The museum is classified in three tiers, where on the ground floor there is a histographical gallery containing presidential papers, private documents and memoirs of past important executives of the Liberian government and photographs and cartographical resources related to its culture. On display is the nation's first flag dating back to August 1847. There are also other items ranging from postage stamps to an editorial page of Liberia's daily newspaper, the Liberia Herald. Other items include traditional Liberian household furniture and utensils, and there is a craft shop run by the African Arts & Crafts Inc.

On the next floor is the Ethnographical Gallery and on the top floor the contemporary arts gallery which illustrates Liberian artistic works many of which are product of a contract between the museum and art institutions and art colleges throughout the country where artists are commissioned to produce for the museum purposes.

Other museum facilities include a portable video system, editing and archival materials, cassette recordings and slides of visual and oral arts many of which offer an insight into Liberian cultures such as dance and the use of masks in the country.

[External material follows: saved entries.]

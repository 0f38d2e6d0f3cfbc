//! Code import job aggregate and the bounded log excerpt it carries.

use super::{ImportId, JobDomainError, JobId, MachineId, ParseJobStateError};
use chrono::{DateTime, Utc};
use serde::{Deserialize, Serialize};
use std::fmt;

/// Lifecycle state of a code import job.
#[derive(Debug, Clone, Copy, PartialEq, Eq, Hash, Serialize, Deserialize)]
#[serde(rename_all = "snake_case")]
pub enum JobState {
    /// Waiting to be claimed once due.
    Pending,
    /// Claimed by a machine.
    Running,
}

impl JobState {
    /// Returns the canonical storage representation.
    #[must_use]
    pub const fn as_str(self) -> &'static str {
        match self {
            Self::Pending => "pending",
            Self::Running => "running",
        }
    }
}

impl fmt::Display for JobState {
    fn fmt(&self, formatter: &mut fmt::Formatter<'_>) -> fmt::Result {
        formatter.write_str(self.as_str())
    }
}

impl TryFrom<&str> for JobState {
    type Error = ParseJobStateError;

    fn try_from(value: &str) -> Result<Self, Self::Error> {
        let normalized = value.trim().to_ascii_lowercase();
        match normalized.as_str() {
            "pending" => Ok(Self::Pending),
            "running" => Ok(Self::Running),
            _ => Err(ParseJobStateError(value.to_owned())),
        }
    }
}

/// Last portion of a worker log, capped at [`LogTail::MAX_CHARS`] characters.
#[derive(Debug, Clone, Default, PartialEq, Eq, Hash, Serialize, Deserialize)]
#[serde(from = "String", into = "String")]
pub struct LogTail(String);

impl LogTail {
    /// Maximum number of characters retained.
    pub const MAX_CHARS: usize = 1000;

    /// Creates a tail, keeping only the trailing [`Self::MAX_CHARS`]
    /// characters of `text`.
    #[must_use]
    pub fn new(text: impl Into<String>) -> Self {
        let full_text = text.into();
        let total = full_text.chars().count();
        if total <= Self::MAX_CHARS {
            return Self(full_text);
        }
        Self(full_text.chars().skip(total - Self::MAX_CHARS).collect())
    }

    /// Returns the retained text.
    #[must_use]
    pub fn as_str(&self) -> &str {
        &self.0
    }

    /// Returns whether no text was retained.
    #[must_use]
    pub fn is_empty(&self) -> bool {
        self.0.is_empty()
    }
}

impl From<String> for LogTail {
    fn from(value: String) -> Self {
        Self::new(value)
    }
}

impl From<&str> for LogTail {
    fn from(value: &str) -> Self {
        Self::new(value)
    }
}

impl From<LogTail> for String {
    fn from(value: LogTail) -> Self {
        value.0
    }
}

impl fmt::Display for LogTail {
    fn fmt(&self, formatter: &mut fmt::Formatter<'_>) -> fmt::Result {
        formatter.write_str(self.as_str())
    }
}

/// Code import job aggregate root.
///
/// Each import has at most one job. A pending job is claimable once
/// `date_due` has passed; a running job belongs to exactly one machine.
#[derive(Debug, Clone, PartialEq, Eq, Serialize, Deserialize)]
pub struct CodeImportJob {
    id: JobId,
    import_id: ImportId,
    state: JobState,
    machine_id: Option<MachineId>,
    date_due: DateTime<Utc>,
    date_created: DateTime<Utc>,
    date_started: Option<DateTime<Utc>>,
    heartbeat: Option<DateTime<Utc>>,
    log_tail: LogTail,
}

/// Parameter object for reconstructing a persisted job.
#[derive(Debug, Clone, PartialEq, Eq)]
pub struct PersistedJobData {
    /// Persisted job identifier.
    pub id: JobId,
    /// Import the job belongs to.
    pub import_id: ImportId,
    /// Persisted lifecycle state.
    pub state: JobState,
    /// Machine running the job, if claimed.
    pub machine_id: Option<MachineId>,
    /// Earliest time the job may be claimed.
    pub date_due: DateTime<Utc>,
    /// Persisted creation timestamp.
    pub date_created: DateTime<Utc>,
    /// When the job was claimed.
    pub date_started: Option<DateTime<Utc>>,
    /// Last worker heartbeat.
    pub heartbeat: Option<DateTime<Utc>>,
    /// Last reported log excerpt.
    pub log_tail: LogTail,
}

impl CodeImportJob {
    /// Creates a pending job due at `date_due`.
    #[must_use]
    pub fn pending(
        id: JobId,
        import_id: ImportId,
        date_due: DateTime<Utc>,
        now: DateTime<Utc>,
    ) -> Self {
        Self {
            id,
            import_id,
            state: JobState::Pending,
            machine_id: None,
            date_due,
            date_created: now,
            date_started: None,
            heartbeat: None,
            log_tail: LogTail::default(),
        }
    }

    /// Reconstructs a job from persisted storage.
    #[must_use]
    pub fn from_persisted(data: PersistedJobData) -> Self {
        Self {
            id: data.id,
            import_id: data.import_id,
            state: data.state,
            machine_id: data.machine_id,
            date_due: data.date_due,
            date_created: data.date_created,
            date_started: data.date_started,
            heartbeat: data.heartbeat,
            log_tail: data.log_tail,
        }
    }

    /// Returns the job identifier.
    #[must_use]
    pub const fn id(&self) -> JobId {
        self.id
    }

    /// Returns the import identifier.
    #[must_use]
    pub const fn import_id(&self) -> ImportId {
        self.import_id
    }

    /// Returns the lifecycle state.
    #[must_use]
    pub const fn state(&self) -> JobState {
        self.state
    }

    /// Returns the machine running the job, if claimed.
    #[must_use]
    pub const fn machine_id(&self) -> Option<MachineId> {
        self.machine_id
    }

    /// Returns the due date.
    #[must_use]
    pub const fn date_due(&self) -> DateTime<Utc> {
        self.date_due
    }

    /// Returns the creation timestamp.
    #[must_use]
    pub const fn date_created(&self) -> DateTime<Utc> {
        self.date_created
    }

    /// Returns when the job was claimed.
    #[must_use]
    pub const fn date_started(&self) -> Option<DateTime<Utc>> {
        self.date_started
    }

    /// Returns the last heartbeat timestamp.
    #[must_use]
    pub const fn heartbeat(&self) -> Option<DateTime<Utc>> {
        self.heartbeat
    }

    /// Returns the last reported log excerpt.
    #[must_use]
    pub const fn log_tail(&self) -> &LogTail {
        &self.log_tail
    }

    /// Returns whether the job is pending and its due date has passed.
    #[must_use]
    pub fn is_due(&self, now: DateTime<Utc>) -> bool {
        self.state == JobState::Pending && self.date_due <= now
    }

    /// Assigns the job to `machine_id` and marks it running.
    ///
    /// # Errors
    ///
    /// Returns [`JobDomainError::JobAlreadyRunning`] when the job has been
    /// claimed already.
    pub fn claim(&mut self, machine_id: MachineId, now: DateTime<Utc>) -> Result<(), JobDomainError> {
        if self.state == JobState::Running {
            return Err(JobDomainError::JobAlreadyRunning(self.id));
        }
        self.state = JobState::Running;
        self.machine_id = Some(machine_id);
        self.date_started = Some(now);
        self.heartbeat = Some(now);
        Ok(())
    }

    /// Records a worker heartbeat with the latest log excerpt.
    ///
    /// # Errors
    ///
    /// Returns [`JobDomainError::JobNotRunning`] for pending jobs.
    pub fn record_heartbeat(
        &mut self,
        log_tail: LogTail,
        now: DateTime<Utc>,
    ) -> Result<(), JobDomainError> {
        if self.state != JobState::Running {
            return Err(JobDomainError::JobNotRunning(self.id));
        }
        self.heartbeat = Some(now);
        self.log_tail = log_tail;
        Ok(())
    }

    /// Moves the due date forward to `now` so the job is claimable
    /// immediately.
    ///
    /// Returns `false` when the job is running or already due.
    pub fn request_now(&mut self, now: DateTime<Utc>) -> bool {
        if self.state != JobState::Pending || self.date_due <= now {
            return false;
        }
        self.date_due = now;
        true
    }
}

On the museum grounds, visitors are able to see several presidential limousines used by presidents Tubman and Doe.

==Effects of the Liberian civil war==
The national museum was deeply affected by the 14 years of war during the First and Second Liberian Civil Wars. According to the director of the museum Caesar Harris approximately 5,000 artifacts were looted during this period and now less than 100 larger artifacts remain. Still intact though is a 250-year-old dining table given as gift from Queen Victoria to Liberia's first President, Joseph Jenkins Roberts. During the war, valuable museum items were often sold to fleeing expatriates and the museum itself came under fire during rebel attacks in 2003. However, although the war severely affected the content of the museum today it also has items which offer an insight into the war itself.